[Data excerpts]
++++++++++

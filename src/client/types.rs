//! Wire types for the `com.atproto.repo.*` and `com.atproto.server.*` XRPC API

use serde::{Deserialize, Serialize};
use zeroize::{Zeroize, ZeroizeOnDrop};

use crate::value::{Fields, RecordValue};

/// Client configuration
#[derive(Debug, Clone)]
pub struct XrpcConfig {
    /// Base URL of the PDS (e.g. `https://bsky.social`)
    pub base_url: String,
    /// Request timeout in seconds (default: 30)
    pub timeout_secs: u64,
}

impl Default for XrpcConfig {
    fn default() -> Self {
        Self {
            base_url: "https://bsky.social".to_string(),
            timeout_secs: 30,
        }
    }
}

/// One record as returned by `listRecords` and `getRecord`
#[derive(Debug, Clone, PartialEq, Serialize, Deserialize)]
pub struct RecordEntry {
    /// Full AT-URI of the record
    pub uri: String,
    /// Content hash of the record (optional on `getRecord`)
    #[serde(default)]
    pub cid: Option<String>,
    /// Record body
    pub value: RecordValue,
}

impl RecordEntry {
    /// Record body as a field map; non-object bodies yield an empty map
    pub fn fields(&self) -> Fields {
        match &self.value {
            RecordValue::Object(map) => map.clone(),
            _ => Fields::new(),
        }
    }
}

/// Page of records from `listRecords`
#[derive(Debug, Clone, Default, Serialize, Deserialize)]
pub struct ListRecordsResponse {
    /// Records in this page
    #[serde(default)]
    pub records: Vec<RecordEntry>,
    /// Opaque cursor for the next page, absent on the last page
    #[serde(default, skip_serializing_if = "Option::is_none")]
    pub cursor: Option<String>,
}

/// Reference to a written record (`createRecord` / `putRecord`)
#[derive(Debug, Clone, PartialEq, Serialize, Deserialize)]
pub struct RecordRef {
    pub uri: String,
    pub cid: String,
}

/// Content link inside a blob reference
#[derive(Debug, Clone, PartialEq, Serialize, Deserialize)]
pub struct CidLink {
    #[serde(rename = "$link")]
    pub link: String,
}

/// Blob reference usable inside record bodies
#[derive(Debug, Clone, PartialEq, Serialize, Deserialize)]
pub struct BlobRef {
    #[serde(rename = "$type", default = "blob_type")]
    pub blob_type: String,
    #[serde(rename = "ref")]
    pub reference: CidLink,
    #[serde(rename = "mimeType")]
    pub mime_type: String,
    pub size: u64,
}

fn blob_type() -> String {
    "blob".to_string()
}

/// Response from `uploadBlob`
#[derive(Debug, Clone, Deserialize)]
pub struct UploadBlobResponse {
    pub blob: BlobRef,
}

/// Request parameters for `listRecords`
#[derive(Debug, Clone, Serialize)]
pub struct ListRecordsParams {
    pub repo: String,
    pub collection: String,
    pub limit: u32,
    #[serde(skip_serializing_if = "Option::is_none")]
    pub cursor: Option<String>,
}

/// Request body for `createRecord`
#[derive(Debug, Clone, Serialize)]
pub struct CreateRecordInput {
    pub repo: String,
    pub collection: String,
    pub record: Fields,
}

/// Request body for `putRecord`
#[derive(Debug, Clone, Serialize)]
pub struct PutRecordInput {
    pub repo: String,
    pub collection: String,
    pub rkey: String,
    pub record: Fields,
}

/// Request body for `deleteRecord`
#[derive(Debug, Clone, Serialize)]
pub struct DeleteRecordInput {
    pub repo: String,
    pub collection: String,
    pub rkey: String,
}

/// Request body for `createSession`
#[derive(Serialize)]
pub(crate) struct CreateSessionInput<'a> {
    pub identifier: &'a str,
    pub password: &'a str,
}

/// Authenticated session from `createSession`
#[derive(Clone, Deserialize, Zeroize, ZeroizeOnDrop)]
pub struct Session {
    #[zeroize(skip)]
    pub did: String,
    #[zeroize(skip)]
    pub handle: String,
    #[serde(rename = "accessJwt")]
    pub access_jwt: String,
    #[serde(rename = "refreshJwt", default)]
    pub refresh_jwt: String,
}

impl std::fmt::Debug for Session {
    fn fmt(&self, f: &mut std::fmt::Formatter<'_>) -> std::fmt::Result {
        f.debug_struct("Session")
            .field("did", &self.did)
            .field("handle", &self.handle)
            .finish_non_exhaustive()
    }
}

/// Error body returned by XRPC endpoints
#[derive(Debug, Clone, Default, Deserialize)]
pub(crate) struct XrpcErrorBody {
    #[serde(default)]
    pub error: Option<String>,
    #[serde(default)]
    pub message: Option<String>,
}

/// Response from `com.atproto.identity.resolveHandle`
#[derive(Debug, Clone, Deserialize)]
pub(crate) struct ResolveHandleResponse {
    pub did: String,
}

++++++++++

### Task statement
Locate "#[derive(Serialize)]" in the data above. Then repeat, exactly, its line and each line after it through the last, adding nothing.

### Result of the exercise
#[derive(Serialize)]
pub(crate) struct CreateSessionInput<'a> {
    pub identifier: &'a str,
    pub password: &'a str,
}

/// Authenticated session from `createSession`
#[derive(Clone, Deserialize, Zeroize, ZeroizeOnDrop)]
pub struct Session {
    #[zeroize(skip)]
    pub did: String,
    #[zeroize(skip)]
    pub handle: String,
    #[serde(rename = "accessJwt")]
    pub access_jwt: String,
    #[serde(rename = "refreshJwt", default)]
    pub refresh_jwt: String,
}

impl std::fmt::Debug for Session {
    fn fmt(&self, f: &mut std::fmt::Formatter<'_>) -> std::fmt::Result {
        f.debug_struct("Session")
            .field("did", &self.did)
            .field("handle", &self.handle)
            .finish_non_exhaustive()
    }
}

/// Error body returned by XRPC endpoints
#[derive(Debug, Clone, Default, Deserialize)]
pub(crate) struct XrpcErrorBody {
    #[serde(default)]
    pub error: Option<String>,
    #[serde(default)]
    pub message: Option<String>,
}

/// Response from `com.atproto.identity.resolveHandle`
#[derive(Debug, Clone, Deserialize)]
pub(crate) struct ResolveHandleResponse {
    pub did: String,
}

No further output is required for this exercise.